Overall, this article shows how the orbital physics of magnetic compositions
relates with spin–lattice interactions and then band gaps and
bond lengths together become relevant descriptors in catalytic oxygen
technologies. Active electrocatalysts for the oxygen evolution reaction
(OER) include magnetic oxides with metals at relatively high oxidation
states, so chemisorbed molecular O2 is not very stable.
On the other hand, ideal compositions for the oxygen reduction reaction
(ORR) have metals in a comparatively lower oxidation state, which
can supply electrons to activate O2 molecules toward electron-richer
oxygen atoms. Spin–lattice interactions in these strongly correlated
oxides relate the orbital configurations and oxidation state with
distinctive metal–oxygen bond distances, indicating localized
or itinerant electronic behavior and selectivity in oxygen electrochemistry.
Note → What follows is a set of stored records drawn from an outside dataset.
//! Seams between the controller and its side effects

use crate::error::NavigationError;

use super::controller::FlowState;
use super::phase::Phase;

/// Rendering surface for one submission flow
pub trait ProgressView {
    /// Hide the input form and show the progress display
    ///
    /// Disables the topic input and the submit control and switches the submit
    /// label to its busy text.
    fn show_progress(&mut self);

    /// Replace the visible status text verbatim
    fn set_status(&mut self, text: &str);

    /// Clear every phase indicator, then mark `phase` active (if any)
    fn set_phase(&mut self, phase: Option<Phase>);

    /// A result arrived; the navigator is about to take over the output
    fn hand_off_started(&mut self) {}

    /// Called after every actual state change
    fn state_changed(&mut self, _state: &FlowState) {}
}

/// Moves the client to another destination once the result is stored
pub trait Navigator {
    fn navigate(&mut self, destination: &str) -> Result<(), NavigationError>;
}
OER at low overpotentials coincides with anti-Jahn–Teller contractions
in ferromagnetic (FM) metal–oxygen (M–O) bonds; however,
active oxides for ORR have longer FM M–O bonds, electron-richer.
In both cases of OER and ORR, dominant FM couplings moderate the binding
energies of the reactants because of the stabilizing quantum spin-exchange
interactions associated with the open-shell orbital configurations,
and correspondingly, their catalytic efficiencies improve in accordance
with Sabatier’s principle. The presence of FM holes in the
M–O bonds also enhances spin-selective charge transport, the
other crucial enthalpic contribution in electrocatalysis. These specific
effects of spin-dependent potentials in heterogeneous catalysis define
the explicit field of spintro-catalysis, needed to allow the inclusion
of strongly correlated electrons in theoretical models, and as we
show here also with the advantage of the recognizing structural descriptors
ligated to spin–lattice interactions.